Breeding of fetuses carrying the mutation for analysis.
Female mice heterozygous for the mutation and negative for the Cre allele, obtained from mating male chimeras with Cre/0 females (see above), were mated with males homozygous for the Mus musculus castaneus form of distal chromosome 7 as derived from strain CAST/Ei (CS; The Jackson Laboratory, Bar Harbor, Maine). These males were of strain FVB/NJ.CAST/Ei(N7). The use of this mating, and its reciprocal, allowed for allele-specific analysis of expression and methylation. The wild-type allele (+) was derived from strain CS, while the mutant allele (−) was derived from strain 129SI/ImJ (129). Hereafter, heterozygous fetuses maternally and paternally inheriting the mutation are designated −(M)/+ and +/−(P), respectively, except where indicated otherwise.
Gene expression.
Northern blot assays were performed as described elsewhere (23, 37). A 10-μg aliquot of total RNA was loaded per lane. Allele-specific expression was determined using reverse transcription-PCR single-nucleotide primer extension assays as described previously (40, 41). Each assay relies on a single known sequence difference between allelic RNAs. Assays were conducted on the same samples used in Northern blotting. Each sample represented an individual embryo.
DNA methylation in somatic cells.
Southern blotting was performed as described elsewhere (37). For DNA methylation analysis of the H19/Igf2 ICR, DNA was digested with BglII to release the ICR and then with SacI to differentiate between alleles. Digestion with the methylation-sensitive HpaII enzyme was used to test for methylation, while digestion with the methylation-insensitive isoschisomer MspI was used to show the fragment sizes expected in unmethylated DNA. The filter was hybridized to the 2.4-kb ICR BglII fragment (probe a). For methylation around the G-rich repeat element, the DNA was digested with SacI to differentiate between alleles and with HhaI to test for methylation. The P3Q3 PCR fragment was used as probe (P3, 5′-GGTGGGGTTGTATAGCGTGGGTTAT-3′; Q3, 5′-CCCACATCACCCTTGCTATACTCCC-3′) (probe b). To visualize methylation changes localized to the promoter, PvuII restriction was used to release the DNA fragments and K3L3 and M3N3 PCR fragments combined (probe c) were used as probe (K3, 5′-GTATGAGACCCATGCCCTCAAATTCC-3′; L3, 5′-GCCTCACCCCACACCCGCA-3′; M3, 5′-TTTGGAGAATTTCAGGACGGGTGCG-3′; N3, 5′-ACCCCACGACTCTCCTCCAGCTCTC-3′. PvuII restriction was used to release the DNA fragments, and an EcoRI-SalI fragment (probe d) was used for DNA methylation analysis at the body of the H19 gene.

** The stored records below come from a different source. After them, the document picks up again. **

use std::collections::{BTreeMap, BTreeSet};

use tracing::{error, info, warn};

use crate::error::{FormatError, PreconditionError, RangeError, Result, SlicerError};
use crate::geometry::Plane3D;
use crate::math::{is_parallel, Point3, Vector3};

use super::estimate::{estimate_geometry, GeometryEstimate};
use super::load::{ReferencedSliceTags, RoiDescription, CLOSED_PLANAR};
use super::{Color, EstimationParams, ReferencedSlice, Structure};

/// A contour rejected while loading a structure set.
#[derive(Debug, Clone, PartialEq)]
pub struct LoadIssue {
    /// Index of the structure the contour belongs to.
    pub structure: usize,
    /// Index of the contour within its region of interest.
    pub contour: usize,
    pub error: FormatError,
}

/// A set of structures together with the geometry of the slices they
/// reference.
///
/// Slice geometry may arrive before or after the contours. Polygons bind to
/// their slice as soon as both are known; until then, slice tests use the
/// estimated normal and spacing of the whole set.
#[derive(Debug, Clone)]
pub struct StructureSet {
    structures: Vec<Structure>,
    names: BTreeMap<String, usize>,
    referenced_slices: BTreeMap<String, ReferencedSlice>,
    estimate: GeometryEstimate,
    params: EstimationParams,
    load_issues: Vec<LoadIssue>,
}

impl Default for StructureSet {
    fn default() -> Self {
        Self::new()
    }
}

impl StructureSet {
    /// Creates an empty set with default estimation parameters.
    #[must_use]
    pub fn new() -> Self {
        Self::with_params(EstimationParams::default())
    }

    #[must_use]
    pub fn with_params(params: EstimationParams) -> Self {
        Self {
            structures: Vec::new(),
            names: BTreeMap::new(),
            referenced_slices: BTreeMap::new(),
            estimate: GeometryEstimate::axial(params.default_spacing),
            params,
            load_issues: Vec::new(),
        }
    }

    /// Creates a set from region of interest descriptions.
    ///
    /// # Errors
    ///
    /// See [`load`](Self::load).
    pub fn from_rois(rois: &[RoiDescription]) -> Result<Self> {
        let mut set = Self::new();
        set.load(rois)?;
        Ok(set)
    }

    /// Replaces the structures of the set.
    ///
    /// Loading is permissive: contours of another geometric type than
    /// [`CLOSED_PLANAR`] are skipped, and malformed contours are skipped and
    /// recorded in [`load_issues`](Self::load_issues). Polygons whose slice is
    /// already known are bound immediately. The fallback geometry is
    /// re-estimated at the end.
    ///
    /// The set is left untouched if loading fails.
    ///
    /// # Errors
    ///
    /// Returns an error only if the geometry estimation fails.
    pub fn load(&mut self, rois: &[RoiDescription]) -> Result<()> {
        let mut structures = Vec::with_capacity(rois.len());
        let mut names = BTreeMap::new();
        let mut load_issues = Vec::new();

        for (index, roi) in rois.iter().enumerate() {
            let mut structure = Structure::new(
                roi.resolved_name(),
                roi.resolved_interpretation(),
                roi.resolved_color(),
            );

            for (contour_index, contour) in roi.contours.iter().enumerate() {
                if contour.geometric_type != CLOSED_PLANAR {
                    warn!(
                        structure = structure.name(),
                        geometric_type = %contour.geometric_type,
                        "ignoring contour with unsupported geometric type"
                    );
                    continue;
                }

                let mut polygon = match contour.to_polygon() {
                    Ok(polygon) => polygon,
                    Err(SlicerError::Format(issue)) => {
                        warn!(
                            structure = structure.name(),
                            contour = contour_index,
                            %issue,
                            "skipping malformed contour"
                        );
                        load_issues.push(LoadIssue {
                            structure: index,
                            contour: contour_index,
                            error: issue,
                        });
                        continue;
                    }
                    Err(other) => return Err(other),
                };

                if polygon.slice_id().trim().is_empty() {
                    warn!(
                        structure = structure.name(),
                        contour = contour_index,
                        "contour references an empty slice id"
                    );
                }

                polygon.update_referenced_slice(&self.referenced_slices);
                structure.add_polygon(polygon);
            }

            info!(
                name = structure.name(),
                interpretation = structure.interpretation(),
                contours = structure.polygons().len(),
                color = %structure.color(),
                "loaded structure"
            );

            names.entry(structure.name().to_owned()).or_insert(index);
            structures.push(structure);
        }

        self.estimate = estimate_geometry(&structures, &self.params)?;
        self.structures = structures;
        self.names = names;
        self.load_issues = load_issues;
        Ok(())
    }

    /// Recomputes the fallback normal and spacing from the loaded polygons.
    ///
    /// # Errors
    ///
    /// Returns an error if the estimation parameters describe an empty
    /// histogram.
    pub fn estimate_geometry(&mut self) -> Result<()> {
        self.estimate = estimate_geometry(&self.structures, &self.params)?;
        Ok(())
    }

    #[must_use]
    pub fn params(&self) -> &EstimationParams {
        &self.params
    }

    /// Contours skipped by the last [`load`](Self::load).
    #[must_use]
    pub fn load_issues(&self) -> &[LoadIssue] {
        &self.load_issues
    }

    // ── structures ──

    #[must_use]
    pub fn structures_count(&self) -> usize {
        self.structures.len()
    }

    /// # Errors
    ///
    /// Returns `RangeError::IndexOutOfBounds` for an unknown structure.
    pub fn structure(&self, index: usize) -> Result<&Structure> {
        self.structures.get(index).ok_or_else(|| {
            RangeError::IndexOutOfBounds {
                index,
                size: self.structures.len(),
            }
            .into()
        })
    }

    /// # Errors
    ///
    /// Returns `RangeError::IndexOutOfBounds` for an unknown structure.
    pub fn structure_name(&self, index: usize) -> Result<&str> {
        Ok(self.structure(index)?.name())
    }

    /// # Errors
    ///
    /// Returns `RangeError::IndexOutOfBounds` for an unknown structure.
    pub fn structure_interpretation(&self, index: usize) -> Result<&str> {
        Ok(self.structure(index)?.interpretation())
    }

    /// # Errors
    ///
    /// Returns `RangeError::IndexOutOfBounds` for an unknown structure.
    pub fn structure_color(&self, index: usize) -> Result<Color> {
        Ok(self.structure(index)?.color())
    }

    /// Mean of the first point of every polygon of the structure.
    ///
    /// # Errors
    ///
    /// Returns `RangeError::IndexOutOfBounds` for an unknown structure.
    pub fn structure_center(&self, index: usize) -> Result<Point3> {
        Ok(self.structure(index)?.center())
    }

    /// Index of the first structure called `name`.
    #[must_use]
    pub fn lookup_structure_name(&self, name: &str) -> Option<usize> {
        self.names.get(name).copied()
    }

    /// Identifiers of every slice referenced by a polygon.
    #[must_use]
    pub fn referenced_instances(&self) -> BTreeSet<String> {
        self.structures
            .iter()
            .flat_map(Structure::polygons)
            .map(|polygon| polygon.slice_id().to_owned())
            .collect()
    }

    /// Point lists of the polygons of a structure drawn on one slice.
    ///
    /// # Errors
    ///
    /// Returns `RangeError::IndexOutOfBounds` for an unknown structure.
    pub fn structure_points(&self, index: usize, slice_id: &str) -> Result<Vec<Vec<Point3>>> {
        Ok(self
            .structure(index)?
            .polygons()
            .iter()
            .filter(|polygon| polygon.slice_id() == slice_id)
            .map(|polygon| polygon.points().to_vec())
            .collect())
    }

    // ── geometry ──

    /// Normal of the slices of the set.
    ///
    /// The normal of the first referenced slice if any is known, otherwise
    /// the estimated normal.
    #[must_use]
    pub fn normal(&self) -> Vector3 {
        self.referenced_slices
            .values()
            .next()
            .map_or(self.estimate.normal, |slice| *slice.plane().normal())
    }

    #[must_use]
    pub fn estimated_normal(&self) -> &Vector3 {
        &self.estimate.normal
    }

    #[must_use]
    pub fn estimated_spacing(&self) -> f64 {
        self.estimate.spacing
    }

    #[must_use]
    pub fn referenced_slice(&self, slice_id: &str) -> Option<&ReferencedSlice> {
        self.referenced_slices.get(slice_id)
    }

    #[must_use]
    pub fn referenced_slices_count(&self) -> usize {
        self.referenced_slices.len()
    }

    /// Registers the geometry of a referenced slice and binds the polygons
    /// drawn on it.
    ///
    /// # Errors
    ///
    /// - `PreconditionError::DuplicateSlice` if the slice is already known.
    /// - `RangeError::NegativeThickness` if `thickness < 0`.
    /// - `FormatError::MixedSeries` if the slice belongs to another series
    ///   than the slices already known.
    /// - `FormatError::NonParallelSlices` if its normal is not parallel to
    ///   theirs. Opposite normals are rejected too.
    pub fn add_referenced_slice(
        &mut self,
        slice_id: &str,
        series_id: &str,
        plane: Plane3D,
        thickness: f64,
    ) -> Result<()> {
        if self.referenced_slices.contains_key(slice_id) {
            error!(slice = slice_id, "geometry of this slice is already known");
            return Err(PreconditionError::DuplicateSlice(slice_id.to_owned()).into());
        }

        if thickness.is_nan() || thickness < 0.0 {
            error!(slice = slice_id, thickness, "negative slice thickness");
            return Err(RangeError::NegativeThickness(thickness).into());
        }

        if let Some(reference) = self.referenced_slices.values().next() {
            if reference.series_id() != series_id {
                error!(
                    slice = slice_id,
                    expected = reference.series_id(),
                    found = series_id,
                    "structure set refers to several series"
                );
                return Err(FormatError::MixedSeries {
                    expected: reference.series_id().to_owned(),
                    found: series_id.to_owned(),
                }
                .into());
            }

            if !is_parallel(reference.plane().normal(), plane.normal()) {
                error!(slice = slice_id, "referenced slices are not parallel");
                return Err(FormatError::NonParallelSlices(slice_id.to_owned()).into());
            }
        }

        self.referenced_slices.insert(
            slice_id.to_owned(),
            ReferencedSlice::new(series_id, plane, thickness),
        );

        for structure in &mut self.structures {
            for polygon in structure.polygons_mut() {
                polygon.update_referenced_slice(&self.referenced_slices);
            }
        }

        Ok(())
    }

    /// Registers a referenced slice from its raw tag values.
    ///
    /// Missing position or orientation yields the canonical plane; missing
    /// or unparsable thickness yields 1 mm.
    ///
    /// # Errors
    ///
    /// `FormatError::MissingTag` if an identifier is absent, a parsing or
    /// geometry error for malformed position or orientation, and any error
    /// of [`add_referenced_slice`](Self::add_referenced_slice).
    pub fn add_referenced_slice_from_tags(&mut self, tags: &ReferencedSliceTags) -> Result<()> {
        let slice_id = tags.slice_id()?;
        let series_id = tags.series_id()?;
        let plane = tags.plane()?;
        self.add_referenced_slice(slice_id, series_id, plane, tags.thickness())
    }

    /// Binds every polygon whose slice is known and reports the others.
    ///
    /// Returns the number of polygons that remain unbound.
    pub fn check_referenced_slices(&mut self) -> usize {
        let mut unresolved = 0;

        for structure in &mut self.structures {
            for polygon in structure.polygons_mut() {
                if polygon.update_referenced_slice(&self.referenced_slices) {
                    continue;
                }

                unresolved += 1;
                if polygon.slice_id().trim().is_empty() {
                    warn!("missing geometry of referenced slice (empty slice id)");
                } else {
                    warn!(
                        slice = polygon.slice_id(),
                        "missing geometry of referenced slice"
                    );
                }
            }
        }

        unresolved
    }
}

DNA methylation of the ICR in germ cells. (i) Perinatal germ cells.
Female mice of the homozygous transgenic line, which express the enhanced green fluorescent protein reporter gene specifically in germ cells (39), were mated to males homozygous for the mutant ICR (−/−). From the resulting female and male 17.5-dpc fetuses, germ cells were purified by flow cytometry as described previously (39) using a MoFlo flow cytometer (Cytomation, Fort Collins, Colo.). Bisulfite sequencing was performed on cells embedded into agarose beads (25). DNA from 20,000 and 25,000 cells was amplified using primers described earlier (45). One PCR was performed on DNA from each of two conversion reactions. The products were isolated and subcloned into the pCR2.1-TOPO vector (Invitrogen), and individual clones were sequenced.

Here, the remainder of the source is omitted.